What is expected: Could you copy every record exactly as it appears?

Given information:
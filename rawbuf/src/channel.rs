//! File channels: the owners of memory mappings.

use std::{
    cell::RefCell,
    fmt,
    fs::{File, OpenOptions},
    io,
    os::fd::{AsRawFd, RawFd},
    path::Path,
    rc::Rc,
};

use crate::{mapped::MappedByteBuffer, memory::FileMapping};

/// How a file region is mapped.
#[derive(Debug, Clone, Copy, PartialEq, Eq, Hash)]
pub enum MapMode {
    /// Read-only; writes through the buffer are rejected.
    ReadOnly,
    /// Shared read-write; writes reach the file.
    ReadWrite,
    /// Copy-on-write; writes stay private to this mapping.
    Private,
}

/// An open file that can map regions of itself into memory.
///
/// Mappings belong to the channel. A region is unmapped once the last buffer
/// or view over it is dropped and the channel has let go of it; buffers never
/// unmap on their own. The channel lets go of regions no buffer uses anymore
/// whenever it maps a new one, resizes the file or is closed, so mapping in a
/// loop does not accumulate dead regions.
///
/// While a region is mapped, [`set_len`](FileChannel::set_len) refuses to
/// shrink the file below its end. Truncating the file through another handle
/// is outside the channel's control and makes later accesses to the region
/// fault.
///
/// # Examples
///
/// ```no_run
/// use rawbuf::{Buffer, ByteBuffer, FileChannel, MapMode};
///
/// let channel = FileChannel::open("data.bin")?;
/// let mut buf = channel.map(MapMode::ReadOnly)?;
/// let magic = buf.get_int()?;
/// println!("magic {magic:#x}, {} bytes left", buf.remaining());
/// # Ok::<(), Box<dyn std::error::Error>>(())
/// ```
pub struct FileChannel {
    file: File,
    mappings: RefCell<Vec<Rc<FileMapping>>>,
}

impl FileChannel {
    /// Wrap an open [`std::fs::File`].
    pub fn from_std(file: File) -> Self {
        Self {
            file,
            mappings: RefCell::new(Vec::new()),
        }
    }

    /// Open a file for reading.
    pub fn open(path: impl AsRef<Path>) -> io::Result<Self> {
        File::open(path).map(Self::from_std)
    }

    /// Open an existing file for reading and writing.
    pub fn open_rw(path: impl AsRef<Path>) -> io::Result<Self> {
        OpenOptions::new()
            .read(true)
            .write(true)
            .open(path)
            .map(Self::from_std)
    }

    /// Current length of the file.
    pub fn size(&self) -> io::Result<u64> {
        self.file.metadata().map(|m| m.len())
    }

    /// Truncate or extend the file.
    ///
    /// Fails with `InvalidInput` when `len` would cut into a region that is
    /// still mapped.
    pub fn set_len(&self, len: u64) -> io::Result<()> {
        let mapped_end = self.mapped_end();
        if len < mapped_end {
            return Err(io::Error::new(
                io::ErrorKind::InvalidInput,
                format!("cannot truncate to {len} bytes, a mapped region ends at {mapped_end}"),
            ));
        }
        self.file.set_len(len)
    }

    /// Flush file content and metadata to disk.
    pub fn sync_all(&self) -> io::Result<()> {
        self.file.sync_all()
    }

    /// Map the whole file. The buffer capacity is the file length at the
    /// time of the call.
    pub fn map(&self, mode: MapMode) -> io::Result<MappedByteBuffer> {
        let size = self.size()?;
        self.map_region(mode, 0, size)
    }

    /// Map `size` bytes starting at file offset `position`.
    ///
    /// A [`ReadWrite`](MapMode::ReadWrite) region reaching past the end of
    /// the file grows the file first, and the old length is restored if the
    /// mapping then fails. Other modes must stay within the file.
    pub fn map_region(
        &self,
        mode: MapMode,
        position: u64,
        size: u64,
    ) -> io::Result<MappedByteBuffer> {
        let invalid = |msg: &str| io::Error::new(io::ErrorKind::InvalidInput, msg.to_string());
        let len = usize::try_from(size).map_err(|_| invalid("region too large"))?;
        let end = position
            .checked_add(size)
            .ok_or_else(|| invalid("region end overflows"))?;
        let file_len = self.size()?;
        let grown = end > file_len;
        if grown {
            match mode {
                MapMode::ReadWrite => self.file.set_len(end)?,
                MapMode::ReadOnly | MapMode::Private => {
                    return Err(invalid("region extends beyond end of file"))
                }
            }
        }

        let mapping = match FileMapping::map(&self.file, mode, position, len) {
            Ok(mapping) => Rc::new(mapping),
            Err(err) => {
                if grown {
                    // The mapping error is the one worth reporting.
                    let _ = self.file.set_len(file_len);
                }
                return Err(err);
            }
        };
        self.prune();
        self.mappings.borrow_mut().push(mapping.clone());
        Ok(MappedByteBuffer::new(mapping, mode))
    }

    /// Number of mapped regions still used by some buffer.
    pub fn mapping_count(&self) -> usize {
        self.prune();
        self.mappings.borrow().len()
    }

    /// Drop the regions only the channel still refers to.
    fn prune(&self) {
        self.mappings
            .borrow_mut()
            .retain(|mapping| Rc::strong_count(mapping) > 1);
    }

    /// End of the furthest region still in use, 0 when nothing is mapped.
    fn mapped_end(&self) -> u64 {
        self.prune();
        self.mappings
            .borrow()
            .iter()
            .map(|mapping| mapping.end())
            .max()
            .unwrap_or(0)
    }

    /// Close the channel, giving up its hold on the mappings.
    ///
    /// Regions still referenced by buffers stay mapped until those buffers
    /// are dropped.
    pub fn close(self) -> io::Result<()> {
        drop(self.mappings.take());
        Ok(())
    }
}

impl AsRawFd for FileChannel {
    fn as_raw_fd(&self) -> RawFd {
        self.file.as_raw_fd()
    }
}

impl fmt::Debug for FileChannel {
    fn fmt(&self, f: &mut fmt::Formatter<'_>) -> fmt::Result {
        f.debug_struct("FileChannel")
            .field("fd", &self.file.as_raw_fd())
            .field("mappings", &self.mappings.borrow().len())
            .finish()
    }
}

Answer to this problem:
filename rawbuf/src/channel.rs
//! File channels: the owners of memory mappings.

use std::{
    cell::RefCell,
    fmt,
    fs::{File, OpenOptions},
    io,
    os::fd::{AsRawFd, RawFd},
    path::Path,
    rc::Rc,
};

use crate::{mapped::MappedByteBuffer, memory::FileMapping};

/// How a file region is mapped.
#[derive(Debug, Clone, Copy, PartialEq, Eq, Hash)]
pub enum MapMode {
    /// Read-only; writes through the buffer are rejected.
    ReadOnly,
    /// Shared read-write; writes reach the file.
    ReadWrite,
    /// Copy-on-write; writes stay private to this mapping.
    Private,
}

/// An open file that can map regions of itself into memory.
///
/// Mappings belong to the channel. A region is unmapped once the last buffer
/// or view over it is dropped and the channel has let go of it; buffers never
/// unmap on their own. The channel lets go of regions no buffer uses anymore
/// whenever it maps a new one, resizes the file or is closed, so mapping in a
/// loop does not accumulate dead regions.
///
/// While a region is mapped, [`set_len`](FileChannel::set_len) refuses to
/// shrink the file below its end. Truncating the file through another handle
/// is outside the channel's control and makes later accesses to the region
/// fault.
///
/// # Examples
///
/// ```no_run
/// use rawbuf::{Buffer, ByteBuffer, FileChannel, MapMode};
///
/// let channel = FileChannel::open("data.bin")?;
/// let mut buf = channel.map(MapMode::ReadOnly)?;
/// let magic = buf.get_int()?;
/// println!("magic {magic:#x}, {} bytes left", buf.remaining());
/// # Ok::<(), Box<dyn std::error::Error>>(())
/// ```
pub struct FileChannel {
    file: File,
    mappings: RefCell<Vec<Rc<FileMapping>>>,
}

impl FileChannel {
    /// Wrap an open [`std::fs::File`].
    pub fn from_std(file: File) -> Self {
        Self {
            file,
            mappings: RefCell::new(Vec::new()),
        }
    }

    /// Open a file for reading.
    pub fn open(path: impl AsRef<Path>) -> io::Result<Self> {
        File::open(path).map(Self::from_std)
    }

    /// Open an existing file for reading and writing.
    pub fn open_rw(path: impl AsRef<Path>) -> io::Result<Self> {
        OpenOptions::new()
            .read(true)
            .write(true)
            .open(path)
            .map(Self::from_std)
    }

    /// Current length of the file.
    pub fn size(&self) -> io::Result<u64> {
        self.file.metadata().map(|m| m.len())
    }

    /// Truncate or extend the file.
    ///
    /// Fails with `InvalidInput` when `len` would cut into a region that is
    /// still mapped.
    pub fn set_len(&self, len: u64) -> io::Result<()> {
        let mapped_end = self.mapped_end();
        if len < mapped_end {
            return Err(io::Error::new(
                io::ErrorKind::InvalidInput,
                format!("cannot truncate to {len} bytes, a mapped region ends at {mapped_end}"),
            ));
        }
        self.file.set_len(len)
    }

    /// Flush file content and metadata to disk.
    pub fn sync_all(&self) -> io::Result<()> {
        self.file.sync_all()
    }

    /// Map the whole file. The buffer capacity is the file length at the
    /// time of the call.
    pub fn map(&self, mode: MapMode) -> io::Result<MappedByteBuffer> {
        let size = self.size()?;
        self.map_region(mode, 0, size)
    }

    /// Map `size` bytes starting at file offset `position`.
    ///
    /// A [`ReadWrite`](MapMode::ReadWrite) region reaching past the end of
    /// the file grows the file first, and the old length is restored if the
    /// mapping then fails. Other modes must stay within the file.
    pub fn map_region(
        &self,
        mode: MapMode,
        position: u64,
        size: u64,
    ) -> io::Result<MappedByteBuffer> {
        let invalid = |msg: &str| io::Error::new(io::ErrorKind::InvalidInput, msg.to_string());
        let len = usize::try_from(size).map_err(|_| invalid("region too large"))?;
        let end = position
            .checked_add(size)
            .ok_or_else(|| invalid("region end overflows"))?;
        let file_len = self.size()?;
        let grown = end > file_len;
        if grown {
            match mode {
                MapMode::ReadWrite => self.file.set_len(end)?,
                MapMode::ReadOnly | MapMode::Private => {
                    return Err(invalid("region extends beyond end of file"))
                }
            }
        }

        let mapping = match FileMapping::map(&self.file, mode, position, len) {
            Ok(mapping) => Rc::new(mapping),
            Err(err) => {
                if grown {
                    // The mapping error is the one worth reporting.
                    let _ = self.file.set_len(file_len);
                }
                return Err(err);
            }
        };
        self.prune();
        self.mappings.borrow_mut().push(mapping.clone());
        Ok(MappedByteBuffer::new(mapping, mode))
    }

    /// Number of mapped regions still used by some buffer.
    pub fn mapping_count(&self) -> usize {
        self.prune();
        self.mappings.borrow().len()
    }

    /// Drop the regions only the channel still refers to.
    fn prune(&self) {
        self.mappings
            .borrow_mut()
            .retain(|mapping| Rc::strong_count(mapping) > 1);
    }

    /// End of the furthest region still in use, 0 when nothing is mapped.
    fn mapped_end(&self) -> u64 {
        self.prune();
        self.mappings
            .borrow()
            .iter()
            .map(|mapping| mapping.end())
            .max()
            .unwrap_or(0)
    }

    /// Close the channel, giving up its hold on the mappings.
    ///
    /// Regions still referenced by buffers stay mapped until those buffers
    /// are dropped.
    pub fn close(self) -> io::Result<()> {
        drop(self.mappings.take());
        Ok(())
    }
}

impl AsRawFd for FileChannel {
    fn as_raw_fd(&self) -> RawFd {
        self.file.as_raw_fd()
    }
}

impl fmt::Debug for FileChannel {
    fn fmt(&self, f: &mut fmt::Formatter<'_>) -> fmt::Result {
        f.debug_struct("FileChannel")
            .field("fd", &self.file.as_raw_fd())
            .field("mappings", &self.mappings.borrow().len())
            .finish()
    }
}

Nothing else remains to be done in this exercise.